I have very much enjoyed other stories with protagonists who are, literally, from different worlds, never mind different species (exhibit A: Ann Aguirre’s Strange Love), but this is the first time in my memory where the relationship doesn’t depend on either eliminating their differences or artificially bridging the communication issue.

I’m not ashamed to say that I cried a little at this:

“Perhaps this is was where all the stories came from. Perhaps this was what merfolk did. … It wasn’t murder. They didn’t kill on purpose. Perhaps Dave’s kind loved you to death. They saw you and loved you. They took you, and never understood they were killing you.” (Chapter 20)

The book isn’t very long, just over 250 pages, but the story spans over two years; the pacing allows the author to flesh out the characters–Joe, Dave, and Joe’s friend Jerry, who is hilarious–and to build up the intensity of the emotional connection between Joe and Dave to a painful degree (see above re: not human, not land-based, no verbal communication).

I love the treatment of consent and acceptance and cultural sensitivity and respect and differences in the story; Jerry is funny and nosy and occasionally insensitive, but he’s also caring and generous.
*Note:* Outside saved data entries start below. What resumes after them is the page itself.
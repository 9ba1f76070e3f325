//! Diagnostic logging setup.
//!
//! The filter comes from `TASKLIST_LOG` (same syntax as `RUST_LOG`). The CLI
//! logs to stderr; the TUI owns the terminal, so it logs to a file in the
//! data directory instead.

use std::fs::OpenOptions;
use std::path::Path;
use std::sync::Mutex;

use tracing_subscriber::EnvFilter;

pub const LOG_ENV: &str = "TASKLIST_LOG";
pub const LOG_FILE: &str = "tasklist.log";

fn filter(default_level: &str) -> EnvFilter {
    EnvFilter::try_from_env(LOG_ENV).unwrap_or_else(|_| EnvFilter::new(default_level))
}

/// Log to stderr at `warn` unless `TASKLIST_LOG` says otherwise.
///
/// Safe to call more than once; later calls are no-ops.
pub fn init_cli() {
    let _ = tracing_subscriber::fmt()
        .with_env_filter(filter("warn"))
        .with_writer(std::io::stderr)
        .with_target(false)
        .try_init();
}

/// Log to `<data_dir>/tasklist.log` at `info` unless `TASKLIST_LOG` says
/// otherwise. If the file cannot be opened, logging stays off.
pub fn init_tui(data_dir: &Path) {
    if std::fs::create_dir_all(data_dir).is_err() {
        return;
    }
    let file = match OpenOptions::new()
        .create(true)
        .append(true)
        .open(data_dir.join(LOG_FILE))
    {
        Ok(file) => file,
        Err(_) => return,
    };
    let _ = tracing_subscriber::fmt()
        .with_env_filter(filter("info"))
        .with_writer(Mutex::new(file))
        .with_ansi(false)
        .try_init();
}
pub mod task_codec;

pub use task_codec::*;
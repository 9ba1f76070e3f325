//! Integration tests for the `tl` CLI.
//!
//! Each test creates a temp data directory, runs `tl` as a subprocess
//! against it, and verifies stdout and/or the stored files.

use std::fs;
use std::path::Path;
use std::process::Command;

const SAMPLE: &str = r#"[{"key":"1","value":"Task 1","completed":false,"image":null},{"key":"2","value":"Task 2","completed":true,"image":null}]"#;

/// Seed a data directory with a short debounce and the two-task sample list.
fn create_data_dir(root: &Path) {
    fs::write(root.join("config.toml"), "[store]\ndebounce_ms = 20\n").unwrap();
    fs::write(root.join("tasks.json"), SAMPLE).unwrap();
}

/// Run `tl -C <dir> <args>`, returning (stdout, stderr, success).
fn run_tl(dir: &Path, args: &[&str]) -> (String, String, bool) {
    let output = Command::new(env!("CARGO_BIN_EXE_tl"))
        .arg("-C")
        .arg(dir)
        .args(args)
        .env_remove("TASKLIST_DIR")
        .env_remove("TASKLIST_LOG")
        .output()
        .expect("failed to run tl");

    let stdout = String::from_utf8_lossy(&output.stdout).to_string();
    let stderr = String::from_utf8_lossy(&output.stderr).to_string();
    (stdout, stderr, output.status.success())
}

/// Run `tl` expecting success, return stdout.
fn run_tl_ok(dir: &Path, args: &[&str]) -> String {
    let (stdout, stderr, success) = run_tl(dir, args);
    if !success {
        panic!(
            "tl {:?} failed:\nstdout: {}\nstderr: {}",
            args, stdout, stderr
        );
    }
    stdout
}

fn stored(dir: &Path) -> serde_json::Value {
    let text = fs::read_to_string(dir.join("tasks.json")).unwrap();
    serde_json::from_str(&text).unwrap()
}

// ---------------------------------------------------------------------------
// Read commands
// ---------------------------------------------------------------------------

#[test]
fn list_all() {
    let tmp = tempfile::TempDir::new().unwrap();
    create_data_dir(tmp.path());

    let out = run_tl_ok(tmp.path(), &["list"]);
    assert_eq!(out, "[ ] 1 Task 1\n[x] 2 Task 2\n");
}

#[test]
fn list_completed() {
    let tmp = tempfile::TempDir::new().unwrap();
    create_data_dir(tmp.path());

    let out = run_tl_ok(tmp.path(), &["list", "--completed"]);
    assert_eq!(out, "[x] 2 Task 2\n");
}

#[test]
fn list_json_uses_storage_layout() {
    let tmp = tempfile::TempDir::new().unwrap();
    create_data_dir(tmp.path());

    let out = run_tl_ok(tmp.path(), &["list", "--json"]);
    let parsed: serde_json::Value = serde_json::from_str(&out).unwrap();
    assert_eq!(parsed["count"], 2);
    assert_eq!(parsed["tasks"][0]["key"], "1");
    assert_eq!(parsed["tasks"][0]["value"], "Task 1");
    assert_eq!(parsed["tasks"][1]["completed"], true);
    assert!(parsed["tasks"][1]["image"].is_null());
}

#[test]
fn list_empty_dir() {
    let tmp = tempfile::TempDir::new().unwrap();
    let (out, err, ok) = run_tl(tmp.path(), &["list"]);
    assert!(ok);
    assert_eq!(out, "");
    assert_eq!(err, "");
}

#[test]
fn list_corrupt_store_reports_and_shows_nothing() {
    let tmp = tempfile::TempDir::new().unwrap();
    fs::write(tmp.path().join("tasks.json"), "{oops").unwrap();

    let (out, err, ok) = run_tl(tmp.path(), &["list"]);
    assert!(ok);
    assert_eq!(out, "");
    assert!(err.contains("Could not load tasks"));
}

#[test]
fn search_is_case_insensitive() {
    let tmp = tempfile::TempDir::new().unwrap();
    create_data_dir(tmp.path());
    run_tl_ok(tmp.path(), &["add", "Buy MILK"]);

    let out = run_tl_ok(tmp.path(), &["search", "milk"]);
    assert!(out.contains("Buy MILK"));
    assert!(!out.contains("Task 1"));
}

// ---------------------------------------------------------------------------
// Write commands
// ---------------------------------------------------------------------------

#[test]
fn add_persists_and_confirms() {
    let tmp = tempfile::TempDir::new().unwrap();
    create_data_dir(tmp.path());

    let out = run_tl_ok(tmp.path(), &["add", "Buy milk"]);
    assert_eq!(out, "Task added: Buy milk\n");

    let tasks = stored(tmp.path());
    let tasks = tasks.as_array().unwrap();
    assert_eq!(tasks.len(), 3);
    assert_eq!(tasks[2]["value"], "Buy milk");
    assert_eq!(tasks[2]["completed"], false);
    assert!(tasks[2]["image"].is_null());
    assert!(tasks[2]["key"].as_str().unwrap().parse::<u64>().is_ok());
}

#[test]
fn add_blank_fails_without_writing() {
    let tmp = tempfile::TempDir::new().unwrap();
    create_data_dir(tmp.path());

    let (_, err, ok) = run_tl(tmp.path(), &["add", "   "]);
    assert!(!ok);
    assert!(err.contains("cannot be empty"));
    assert_eq!(fs::read_to_string(tmp.path().join("tasks.json")).unwrap(), SAMPLE);
}

#[test]
fn toggle_then_remove() {
    let tmp = tempfile::TempDir::new().unwrap();
    create_data_dir(tmp.path());

    assert_eq!(run_tl_ok(tmp.path(), &["toggle", "1"]), "1 done\n");
    assert_eq!(stored(tmp.path())[0]["completed"], true);

    assert_eq!(run_tl_ok(tmp.path(), &["rm", "2"]), "2 removed\n");
    let tasks = stored(tmp.path());
    assert_eq!(tasks.as_array().unwrap().len(), 1);
    assert_eq!(tasks[0]["key"], "1");
}

#[test]
fn unknown_id_is_a_note_not_a_failure() {
    let tmp = tempfile::TempDir::new().unwrap();
    create_data_dir(tmp.path());

    let (out, err, ok) = run_tl(tmp.path(), &["rm", "404"]);
    assert!(ok);
    assert_eq!(out, "");
    assert!(err.contains("no task with id 404"));
    assert_eq!(fs::read_to_string(tmp.path().join("tasks.json")).unwrap(), SAMPLE);
}

#[test]
fn edit_replaces_text() {
    let tmp = tempfile::TempDir::new().unwrap();
    create_data_dir(tmp.path());

    run_tl_ok(tmp.path(), &["edit", "1", "Edited Task"]);
    assert_eq!(stored(tmp.path())[0]["value"], "Edited Task");
}

#[test]
fn image_attaches_file_uri() {
    let tmp = tempfile::TempDir::new().unwrap();
    create_data_dir(tmp.path());
    let photo = tmp.path().join("photo.jpg");
    fs::write(&photo, b"jpeg").unwrap();

    run_tl_ok(tmp.path(), &["image", "2", photo.to_str().unwrap()]);
    let uri = stored(tmp.path())[1]["image"].as_str().unwrap().to_string();
    assert!(uri.starts_with("file://"));
    assert!(uri.ends_with("/photo.jpg"));

    let out = run_tl_ok(tmp.path(), &["list", "--completed"]);
    assert!(out.contains("@file://"));
}

#[test]
fn image_missing_file_fails() {
    let tmp = tempfile::TempDir::new().unwrap();
    create_data_dir(tmp.path());

    let missing = tmp.path().join("missing.jpg");
    let (_, err, ok) = run_tl(tmp.path(), &["image", "1", missing.to_str().unwrap()]);
    assert!(!ok);
    assert!(err.contains("Could not attach image"));
    assert_eq!(fs::read_to_string(tmp.path().join("tasks.json")).unwrap(), SAMPLE);
}

#[test]
fn write_refused_when_store_is_corrupt() {
    let tmp = tempfile::TempDir::new().unwrap();
    fs::write(tmp.path().join("tasks.json"), "{oops").unwrap();

    let (_, err, ok) = run_tl(tmp.path(), &["add", "anything"]);
    assert!(!ok);
    assert!(err.contains("nothing was changed"));
    assert_eq!(fs::read_to_string(tmp.path().join("tasks.json")).unwrap(), "{oops");
}

#[test]
fn widget_snapshot_follows_mutations() {
    let tmp = tempfile::TempDir::new().unwrap();
    create_data_dir(tmp.path());

    run_tl_ok(tmp.path(), &["toggle", "2"]);
    let widget = fs::read_to_string(tmp.path().join("widget.json")).unwrap();
    let widget: serde_json::Value = serde_json::from_str(&widget).unwrap();
    assert_eq!(widget, stored(tmp.path()));
    assert_eq!(widget[1]["completed"], false);
}

#[test]
fn widget_can_be_disabled() {
    let tmp = tempfile::TempDir::new().unwrap();
    create_data_dir(tmp.path());
    run_tl_ok(tmp.path(), &["config", "set", "widget.enabled", "false"]);

    run_tl_ok(tmp.path(), &["toggle", "2"]);
    assert!(!tmp.path().join("widget.json").exists());
}

// ---------------------------------------------------------------------------
// Init and config
// ---------------------------------------------------------------------------

#[test]
fn init_creates_config_once() {
    let tmp = tempfile::TempDir::new().unwrap();
    let dir = tmp.path().join("fresh");

    let out = run_tl_ok(&dir, &["init"]);
    assert!(out.contains("Initialized tasklist"));
    assert!(dir.join("config.toml").exists());

    let (_, err, ok) = run_tl(&dir, &["init"]);
    assert!(!ok);
    assert!(err.contains("already initialized"));

    run_tl_ok(&dir, &["init", "--force"]);
}

#[test]
fn config_set_then_show() {
    let tmp = tempfile::TempDir::new().unwrap();
    create_data_dir(tmp.path());

    assert_eq!(
        run_tl_ok(tmp.path(), &["config", "set", "store.debounce_ms", "30"]),
        "store.debounce_ms = 30\n"
    );
    let out = run_tl_ok(tmp.path(), &["config", "show", "--json"]);
    let parsed: serde_json::Value = serde_json::from_str(&out).unwrap();
    assert_eq!(parsed["store"]["debounce_ms"], 30);
    assert_eq!(parsed["widget"]["enabled"], true);
}

#[test]
fn config_set_unknown_key_fails() {
    let tmp = tempfile::TempDir::new().unwrap();
    let (_, err, ok) = run_tl(tmp.path(), &["config", "set", "store.nope", "1"]);
    assert!(!ok);
    assert!(err.contains("unknown config key"));
}
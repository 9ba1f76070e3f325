use std::time::Duration;

use indexmap::IndexMap;
use serde::{Deserialize, Serialize};

/// Configuration from config.toml in the data directory
#[derive(Debug, Clone, Default, PartialEq, Serialize, Deserialize)]
pub struct AppConfig {
    #[serde(default)]
    pub store: StoreConfig,
    #[serde(default)]
    pub widget: WidgetConfig,
    #[serde(default)]
    pub ui: UiConfig,
}

#[derive(Debug, Clone, PartialEq, Serialize, Deserialize)]
pub struct StoreConfig {
    /// Quiet period after the last change before the list is written
    #[serde(default = "default_debounce_ms")]
    pub debounce_ms: u64,
    /// Write a pending save when the TUI exits instead of dropping it
    #[serde(default)]
    pub flush_on_exit: bool,
}

impl StoreConfig {
    pub fn debounce(&self) -> Duration {
        Duration::from_millis(self.debounce_ms)
    }
}

impl Default for StoreConfig {
    fn default() -> Self {
        StoreConfig {
            debounce_ms: default_debounce_ms(),
            flush_on_exit: false,
        }
    }
}

#[derive(Debug, Clone, PartialEq, Serialize, Deserialize)]
pub struct WidgetConfig {
    /// Mirror the task list into widget.json for home-screen widgets
    #[serde(default = "default_true")]
    pub enabled: bool,
}

impl Default for WidgetConfig {
    fn default() -> Self {
        WidgetConfig { enabled: true }
    }
}

#[derive(Debug, Clone, PartialEq, Serialize, Deserialize)]
pub struct UiConfig {
    #[serde(default = "default_true")]
    pub show_key_hints: bool,
    /// Theme slot overrides, e.g. `highlight = "#FF69B4"`
    #[serde(default)]
    pub colors: IndexMap<String, String>,
}

impl Default for UiConfig {
    fn default() -> Self {
        UiConfig {
            show_key_hints: true,
            colors: IndexMap::new(),
        }
    }
}

/// Default: see the template written by `tl init`
fn default_debounce_ms() -> u64 {
    500
}

fn default_true() -> bool {
    true
}
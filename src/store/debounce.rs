use std::time::{Duration, Instant};

/// Handle for the one save the store has scheduled.
///
/// Each mutation replaces the handle with a fresh one due a full quiet
/// interval later, which is what cancels the previous timer.
#[derive(Debug, Clone, Copy, PartialEq, Eq)]
pub struct PendingSave {
    due: Instant,
    /// Sequence number of the mutation that scheduled this save
    seq: u64,
}

impl PendingSave {
    pub fn schedule(now: Instant, interval: Duration, seq: u64) -> Self {
        PendingSave {
            due: now + interval,
            seq,
        }
    }

    pub fn due(&self) -> Instant {
        self.due
    }

    pub fn seq(&self) -> u64 {
        self.seq
    }

    pub fn is_due(&self, now: Instant) -> bool {
        now >= self.due
    }

    /// Time left before the save fires (zero once due)
    pub fn remaining(&self, now: Instant) -> Duration {
        self.due.saturating_duration_since(now)
    }
}
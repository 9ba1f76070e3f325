mod init;
pub use init::cmd_init;

use std::error::Error;
use std::path::Path;

use crate::cli::commands::*;
use crate::cli::output::*;
use crate::io::config_io;
use crate::io::gateway::TaskGateway;
use crate::io::picker::PathPicker;
use crate::io::widget::FileWidgetBridge;
use crate::model::config::AppConfig;
use crate::model::task::{Task, TaskId};
use crate::store::{LoadOutcome, Notice, SaveOutcome, TaskStore};

// ---------------------------------------------------------------------------
// Dispatch
// ---------------------------------------------------------------------------

pub fn dispatch(cli: Cli, data_dir: &Path) -> Result<(), Box<dyn Error>> {
    let json = cli.json;

    match cli.command {
        // The TUI is launched from main.rs
        None => Ok(()),
        Some(cmd) => match cmd {
            Commands::Init(args) => cmd_init(args, data_dir),

            // Read commands
            Commands::List(args) => cmd_list(args, data_dir, json),
            Commands::Search(args) => cmd_search(args, data_dir, json),
            Commands::Config(cmd) => match cmd.action {
                ConfigAction::Show => cmd_config_show(data_dir, json),
                ConfigAction::Set { key, value } => cmd_config_set(data_dir, &key, &value),
            },

            // Write commands
            Commands::Add(args) => cmd_add(args, data_dir, json),
            Commands::Rm(args) => cmd_rm(args, data_dir, json),
            Commands::Toggle(args) => cmd_toggle(args, data_dir, json),
            Commands::Edit(args) => cmd_edit(args, data_dir, json),
            Commands::Image(args) => cmd_image(args, data_dir, json),
        },
    }
}

// ---------------------------------------------------------------------------
// Helpers
// ---------------------------------------------------------------------------

fn new_store(data_dir: &Path, config: &AppConfig) -> TaskStore {
    TaskStore::from_config(TaskGateway::open(data_dir), &config.store)
}

/// Load the list for reading. An unreadable list is reported and read as empty.
fn open_for_read(data_dir: &Path) -> Result<TaskStore, Box<dyn Error>> {
    let config = config_io::read_config(data_dir)?;
    let mut store = new_store(data_dir, &config);
    store.load();
    report_notices(&mut store, false);
    Ok(store)
}

/// Load the list for a mutation.
///
/// Refuses to continue if the stored list could not be read, so the next
/// save cannot replace it with an empty list.
fn open_for_write(data_dir: &Path) -> Result<TaskStore, Box<dyn Error>> {
    let config = config_io::read_config(data_dir)?;
    let mut store = new_store(data_dir, &config);
    // The store itself still starts empty on a failed load; only the CLI refuses
    if let LoadOutcome::Failed(e) = store.load() {
        return Err(format!("could not load tasks: {} (nothing was changed)", e).into());
    }
    if config.widget.enabled {
        store.subscribe(Box::new(FileWidgetBridge::new(data_dir)));
    }
    Ok(store)
}

/// Let the pending save complete, then report what happened.
fn finish(mut store: TaskStore, json: bool) -> Result<(), Box<dyn Error>> {
    let outcome = store.settle();
    report_notices(&mut store, json);
    match outcome {
        Some(SaveOutcome::Failed) => Err("task list was not saved".into()),
        _ => Ok(()),
    }
}

/// Print queued notices: confirmations to stdout, problems to stderr.
fn report_notices(store: &mut TaskStore, json: bool) {
    for notice in store.take_notices() {
        if notice.is_error() {
            eprintln!("{}", notice);
        } else if !json {
            println!("{}", notice);
        }
    }
}

fn print_change(store: &TaskStore, action: &str, id: &TaskId, changed: bool, json: bool) {
    if json {
        let change = ChangeJson {
            action,
            id: id.as_str(),
            changed,
            task: store.task(id).map(task_to_json),
        };
        if let Ok(text) = serde_json::to_string_pretty(&change) {
            println!("{}", text);
        }
    } else if !changed {
        eprintln!("no task with id {}", id);
    }
}

fn print_tasks(tasks: &[&Task], json: bool) -> Result<(), Box<dyn Error>> {
    if json {
        println!("{}", serde_json::to_string_pretty(&task_list_json(tasks))?);
    } else {
        for task in tasks {
            println!("{}", format_task_line(task));
        }
    }
    Ok(())
}

// ---------------------------------------------------------------------------
// Read commands
// ---------------------------------------------------------------------------

fn cmd_list(args: ListArgs, data_dir: &Path, json: bool) -> Result<(), Box<dyn Error>> {
    let store = open_for_read(data_dir)?;
    let tasks = if args.completed {
        store.completed_view()
    } else {
        store.tasks().iter().collect()
    };
    print_tasks(&tasks, json)
}

fn cmd_search(args: SearchArgs, data_dir: &Path, json: bool) -> Result<(), Box<dyn Error>> {
    let store = open_for_read(data_dir)?;
    let hits = store.search(&args.query);
    print_tasks(&hits, json)
}

fn cmd_config_show(data_dir: &Path, json: bool) -> Result<(), Box<dyn Error>> {
    let config = config_io::read_config(data_dir)?;
    if json {
        println!("{}", serde_json::to_string_pretty(&config)?);
    } else {
        print!("{}", toml::to_string_pretty(&config)?);
    }
    Ok(())
}

fn cmd_config_set(data_dir: &Path, key: &str, value: &str) -> Result<(), Box<dyn Error>> {
    let mut doc = config_io::read_config_doc(data_dir)?;
    config_io::set_config_value(&mut doc, key, value)?;
    config_io::write_config_doc(data_dir, &doc)?;
    println!("{} = {}", key, value);
    Ok(())
}

// ---------------------------------------------------------------------------
// Write commands
// ---------------------------------------------------------------------------

fn cmd_add(args: AddArgs, data_dir: &Path, json: bool) -> Result<(), Box<dyn Error>> {
    let mut store = open_for_write(data_dir)?;
    let id = store
        .add(&args.text)
        .ok_or("task text cannot be empty")?;
    if json {
        print_change(&store, "add", &id, true, json);
    }
    finish(store, json)
}

fn cmd_rm(args: IdArgs, data_dir: &Path, json: bool) -> Result<(), Box<dyn Error>> {
    let mut store = open_for_write(data_dir)?;
    let id = TaskId::new(args.id);
    let removed = store.remove(&id);
    print_change(&store, "rm", &id, removed, json);
    if removed && !json {
        println!("{} removed", id);
    }
    finish(store, json)
}

fn cmd_toggle(args: IdArgs, data_dir: &Path, json: bool) -> Result<(), Box<dyn Error>> {
    let mut store = open_for_write(data_dir)?;
    let id = TaskId::new(args.id);
    let completed = store.toggle_complete(&id);
    print_change(&store, "toggle", &id, completed.is_some(), json);
    if !json {
        match completed {
            Some(true) => println!("{} done", id),
            Some(false) => println!("{} not done", id),
            None => {}
        }
    }
    finish(store, json)
}

fn cmd_edit(args: EditArgs, data_dir: &Path, json: bool) -> Result<(), Box<dyn Error>> {
    let mut store = open_for_write(data_dir)?;
    let id = TaskId::new(args.id);
    let changed = store.begin_edit(&id) && store.commit_edit(args.text);
    print_change(&store, "edit", &id, changed, json);
    if changed && !json {
        println!("{} text updated", id);
    }
    finish(store, json)
}

fn cmd_image(args: ImageArgs, data_dir: &Path, json: bool) -> Result<(), Box<dyn Error>> {
    let mut store = open_for_write(data_dir)?;
    let id = TaskId::new(args.id);
    if store.task(&id).is_none() {
        print_change(&store, "image", &id, false, json);
        return Ok(());
    }

    let mut picker = PathPicker::new(args.path);
    let attached = store.pick_image(&id, &mut picker);
    let notices = store.take_notices();
    if let Some(problem) = notices.iter().find(|n| matches!(n, Notice::ImageError { .. })) {
        return Err(problem.to_string().into());
    }
    if !attached {
        return Err("no image path given".into());
    }

    print_change(&store, "image", &id, true, json);
    if !json {
        println!("{} image attached", id);
    }
    finish(store, json)
}
use std::path::PathBuf;

use clap::{Args, Parser, Subcommand};

#[derive(Parser)]
#[command(name = "tl", about = concat!("[x] tasklist v", env!("CARGO_PKG_VERSION"), " - a to-do list with pictures"), version)]
pub struct Cli {
    #[command(subcommand)]
    pub command: Option<Commands>,

    /// Output as JSON
    #[arg(long, global = true)]
    pub json: bool,

    /// Use a different data directory
    #[arg(short = 'C', long = "data-dir", global = true)]
    pub data_dir: Option<PathBuf>,
}

#[derive(Subcommand)]
pub enum Commands {
    /// Create the data directory and a config template
    Init(InitArgs),
    /// List tasks
    List(ListArgs),
    /// Add a task
    Add(AddArgs),
    /// Delete a task
    Rm(IdArgs),
    /// Mark a task done, or not done
    Toggle(IdArgs),
    /// Replace a task's text
    Edit(EditArgs),
    /// Attach an image file to a task
    Image(ImageArgs),
    /// Find tasks containing some text (case-insensitive)
    Search(SearchArgs),
    /// Show or change configuration
    Config(ConfigCmd),
}

#[derive(Args)]
pub struct InitArgs {
    /// Overwrite an existing config.toml
    #[arg(long)]
    pub force: bool,
}

#[derive(Args)]
pub struct ListArgs {
    /// Only completed tasks
    #[arg(long)]
    pub completed: bool,
}

#[derive(Args)]
pub struct AddArgs {
    /// Task text
    pub text: String,
}

#[derive(Args)]
pub struct IdArgs {
    /// Task id
    pub id: String,
}

#[derive(Args)]
pub struct EditArgs {
    /// Task id
    pub id: String,
    /// New text
    pub text: String,
}

#[derive(Args)]
pub struct ImageArgs {
    /// Task id
    pub id: String,
    /// Path to the image file
    pub path: String,
}

#[derive(Args)]
pub struct SearchArgs {
    /// Text to look for
    pub query: String,
}

#[derive(Args)]
pub struct ConfigCmd {
    #[command(subcommand)]
    pub action: ConfigAction,
}

#[derive(Subcommand)]
pub enum ConfigAction {
    /// Print the effective configuration
    Show,
    /// Set one value, e.g. `store.debounce_ms 250`
    Set {
        /// Dotted key: section.key or ui.colors.<slot>
        key: String,
        value: String,
    },
}
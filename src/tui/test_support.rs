//! Builders shared by the TUI tests.

use crossterm::event::{KeyCode, KeyEvent, KeyModifiers};
use ratatui::Terminal;
use ratatui::backend::TestBackend;
use ratatui::layout::Rect;
use std::time::Duration;

use crate::io::gateway::{TASKS_KEY, TaskGateway};
use crate::io::storage::MemoryStore;
use crate::model::config::AppConfig;
use crate::model::task::{Task, TaskId};
use crate::parse::serialize_tasks;
use crate::store::{ManualClock, TaskStore};
use crate::tui::app::App;
use crate::tui::input::handle_key;

pub const TERM_W: u16 = 60;
pub const TERM_H: u16 = 12;

/// An App over a loaded in-memory list of `(id, text, completed)`
pub fn app_with_tasks(tasks: &[(&str, &str, bool)]) -> (App, MemoryStore, ManualClock) {
    let tasks: Vec<Task> = tasks
        .iter()
        .map(|&(id, text, completed)| {
            let mut task = Task::new(TaskId::from(id), text);
            task.completed = completed;
            task
        })
        .collect();
    let backend = MemoryStore::with_value(TASKS_KEY, &serialize_tasks(&tasks).unwrap());
    let clock = ManualClock::new();
    let mut store = TaskStore::new(
        TaskGateway::new(backend.clone()),
        clock.clone(),
        Duration::from_millis(500),
    );
    store.load();
    (App::new(store, &AppConfig::default()), backend, clock)
}

pub fn press(app: &mut App, code: KeyCode) {
    handle_key(app, KeyEvent::new(code, KeyModifiers::NONE));
}

pub fn type_text(app: &mut App, text: &str) {
    for c in text.chars() {
        press(app, KeyCode::Char(c));
    }
}

/// Render into an in-memory buffer and return plain text (no styles).
pub fn render_to_string<F>(w: u16, h: u16, f: F) -> String
where
    F: FnOnce(&mut ratatui::Frame, Rect),
{
    let backend = TestBackend::new(w, h);
    let mut terminal = Terminal::new(backend).unwrap();
    terminal
        .draw(|frame| {
            let area = frame.area();
            f(frame, area);
        })
        .unwrap();

    let buf = terminal.backend().buffer().clone();
    let w = buf.area.width as usize;
    let lines: Vec<String> = buf
        .content
        .chunks(w)
        .map(|row| {
            let s: String = row.iter().map(|cell| cell.symbol()).collect();
            s.trim_end().to_string()
        })
        .collect();

    // Trim trailing blank lines
    let end = lines
        .iter()
        .rposition(|l| !l.is_empty())
        .map_or(0, |i| i + 1);
    lines[..end].join("\n")
}
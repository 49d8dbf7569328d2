//! Keylock autofill core
//!
//! Platform-independent half of the browser extension: the message protocol spoken
//! between popup, background and content script, the background session, the context
//! menu builder, the remembered-entries store and the popup state machine.
//!
//! Everything that touches the browser sits behind a trait (`VaultBridge`,
//! `PreferenceStore`, `MenuHost`, `TabMessenger`, `BackgroundClient`, `FocusedField`)
//! so the wasm crate only supplies bindings.

pub mod config;
pub mod content;
pub mod entry;
pub mod error;
pub mod host;
pub mod menu;
pub mod orchestrator;
pub mod popup;
pub mod protocol;
pub mod store;
pub mod vault;

#[cfg(test)]
pub(crate) mod fakes;

pub use config::ExtensionConfig;
pub use entry::{RememberedEntry, VaultEntry};
pub use error::{BridgeError, Result};
pub use menu::{ContextMenuManager, MenuItem, MenuPlan};
pub use orchestrator::{BackgroundOrchestrator, ClickOutcome, ConnectionState};
pub use popup::{PopupController, PopupRow, PopupState, PopupView};
pub use protocol::{FillCommand, Reply, Request};
pub use store::RememberedEntries;
pub use vault::VaultBridge;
Joe’s parents aren’t worth shit, but his grandfather and his partner are worth their weight in gold. Joe is vulnerable and full of heart, and Dave is…well. Dave.

There is a happy ending, a relationship and a future for Joe and Dave, and the author made it work for me, one hundred percent. At the same time, I can see how it won’t work for other genre romance readers, because–despite being a romance between a cryptid and a human–the characters must bow to reality and compromise in a way that someone reading entirely and only for the fantasy is unlikely to find as satisfying as I did.

Catch and Release gets a 9.00 out of 10.

6 Responses to “Catch and Release, by Isabel Murray”

  1. twooldfartstalkingromance 25/04/2024 at 1:40 PM #

    Insta-buy after a review like this. And perfect timing because I finished my last book yesterday and needed something new. I’ll let you know what I think :)

    • azteclady 25/04/2024 at 1:43 PM #

      Oh, please, do let me know what you think after you read it!

  2. whiskeyinthejar 25/04/2024 at 3:22 PM #

    The chapter 7 Joe quote would be a serious contender for my year end awards for Best Quote. Truths laid bare know how to strike you.

    • azteclady 25/04/2024 at 3:35 PM #

      It certainly promised me to sob later on in the story –once you relate that deeply with the main character, his pain hits you right in the fucking feels.

  3. Erin 04/05/2024 at 12:13 PM #

    I also struggled not to squee or spoil! In this review you captured so much of the emotion of the story, which got me right in the feels, too. So great! And I’m so excited this one worked for you! Yay!